Obituaries

Catherine (Betty) Rice

Betty Rice, a longtime resident of Shelter Island, died of natural causes on Oct. 1. She was 97 years old.

Betty first came to the Island from East Hampton in 1986 after purchasing a vacant lot at the edge of a pond in the Shelterlands Association, where she built a small salt box house and enjoyed watching the natural world around her at all times of day and in every season. She often said she had lived in many places, but Shelter Island, and her home on Peppermill Lane, was her favorite place in the world.

Born in Farmingdale to Rudolph and Catherine Burnett, she was an only child raised by her parents, grandparents, and uncle at their home in Farmingdale, and their cottage in the Pocono Mountains. She attended Farmingdale High School and then Albright College in Reading, Pa., where she earned a science degree.

Moving to Minnesota with two of her best friends, she began her career as a medical technologist. It was during this time she met Robert G. Rice, who was also from Long Island. They married in 1951, and his work as an economist took them to university campuses in western Long Island, upstate New York, Detroit and Chicago. 

It was in Chicago, in 1966, upon the sudden death of her husband, that she made the decision to move with her children back to Long Island. Living in East Hampton, she re-entered the work force with a position in the laboratory at Southampton Hospital. 
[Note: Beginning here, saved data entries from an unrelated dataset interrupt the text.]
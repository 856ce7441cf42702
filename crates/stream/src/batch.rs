//! Column-wise staging for rows headed into one ts-table, recycled through
//! a pool to keep the write path off the allocator.

use common::knobs::ELEMENT_BATCH_POOL_CAPACITY;
use parking_lot::Mutex;

use crate::{
    tag::EncodedTagFamily,
    types::{
        SeriesId,
        TimestampNanos,
    },
};

/// Parallel arrays staging every element bound for one ts-table. All four
/// arrays are positionally aligned; `push`es must keep them that way.
#[derive(Clone, Debug, Default, PartialEq, Eq)]
pub struct ElementBatch {
    pub timestamps: Vec<TimestampNanos>,
    pub element_ids: Vec<u64>,
    pub series_ids: Vec<SeriesId>,
    pub tag_families: Vec<Vec<EncodedTagFamily>>,
}

impl ElementBatch {
    pub fn len(&self) -> usize {
        self.timestamps.len()
    }

    pub fn is_empty(&self) -> bool {
        self.timestamps.is_empty()
    }

    pub fn is_aligned(&self) -> bool {
        self.element_ids.len() == self.timestamps.len()
            && self.series_ids.len() == self.timestamps.len()
            && self.tag_families.len() == self.timestamps.len()
    }

    fn reset(&mut self) {
        self.timestamps.clear();
        self.element_ids.clear();
        self.series_ids.clear();
        self.tag_families.clear();
    }
}

/// Free list of batches. Acquired batches are always empty; a batch must
/// not be touched after release.
pub struct BatchPool {
    capacity: usize,
    free: Mutex<Vec<Box<ElementBatch>>>,
}

impl BatchPool {
    pub fn new(capacity: usize) -> Self {
        Self {
            capacity,
            free: Mutex::new(Vec::new()),
        }
    }

    pub fn acquire(&self) -> Box<ElementBatch> {
        self.free.lock().pop().unwrap_or_default()
    }

    pub fn release(&self, mut batch: Box<ElementBatch>) {
        batch.reset();
        let mut free = self.free.lock();
        if free.len() < self.capacity {
            free.push(batch);
        }
    }

    pub fn free_count(&self) -> usize {
        self.free.lock().len()
    }
}

impl Default for BatchPool {
    fn default() -> Self {
        Self::new(*ELEMENT_BATCH_POOL_CAPACITY)
    }
}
Although she had retired as the hospital’s microbiologist in 1986, she quickly became involved as a part-time librarian at the Shelter Island Public Library, where she worked until her final retirement in 2005. She moved into an apartment on her son’s property in East Moriches, and as her health declined, an assisted living community in Patchogue.

Betty loved animals and almost always had a dog at her side. She began with mutts and a Boston Terrier, and a long succession of English Bull Terriers was only broken by her last two pets, a Scottie and a miniature Bull Terrier. She loved to take them for walks and car rides — especially to the drive-up window at the bank, where the tellers always had treats for her companions.

She was known as a wicked tap dancer and could play the trumpet (or at least she said she could). She bristled when people used her proper first name, as she never did (Betty was her middle name). She liked a good set of wheels and owned a 1950s MG TD, 1967 Mustang fastback, a pickup truck, a Camaro and one of only a handful of 1980 Triumph TR8s sent to North America. She never flew on a plane, but in her later years enjoyed several cross-continental train journeys, both in Canada and the United States. 

She loved her many friends on Shelter Island and thoroughly enjoyed her two decades as a year-round resident. She was also a very private person, who requested no formal memorial service. If friends so desire, Betty would have genuinely appreciated donations supporting any local animal charities.

Betty is survived by her two children Robert (Lisa) and Betty; three grandchildren, Andy Elder, Sarah Misura (Vlad), and Robert Rice (Margaret); and recently, two great granddaughters, Adriana Misura and Mairead Rice.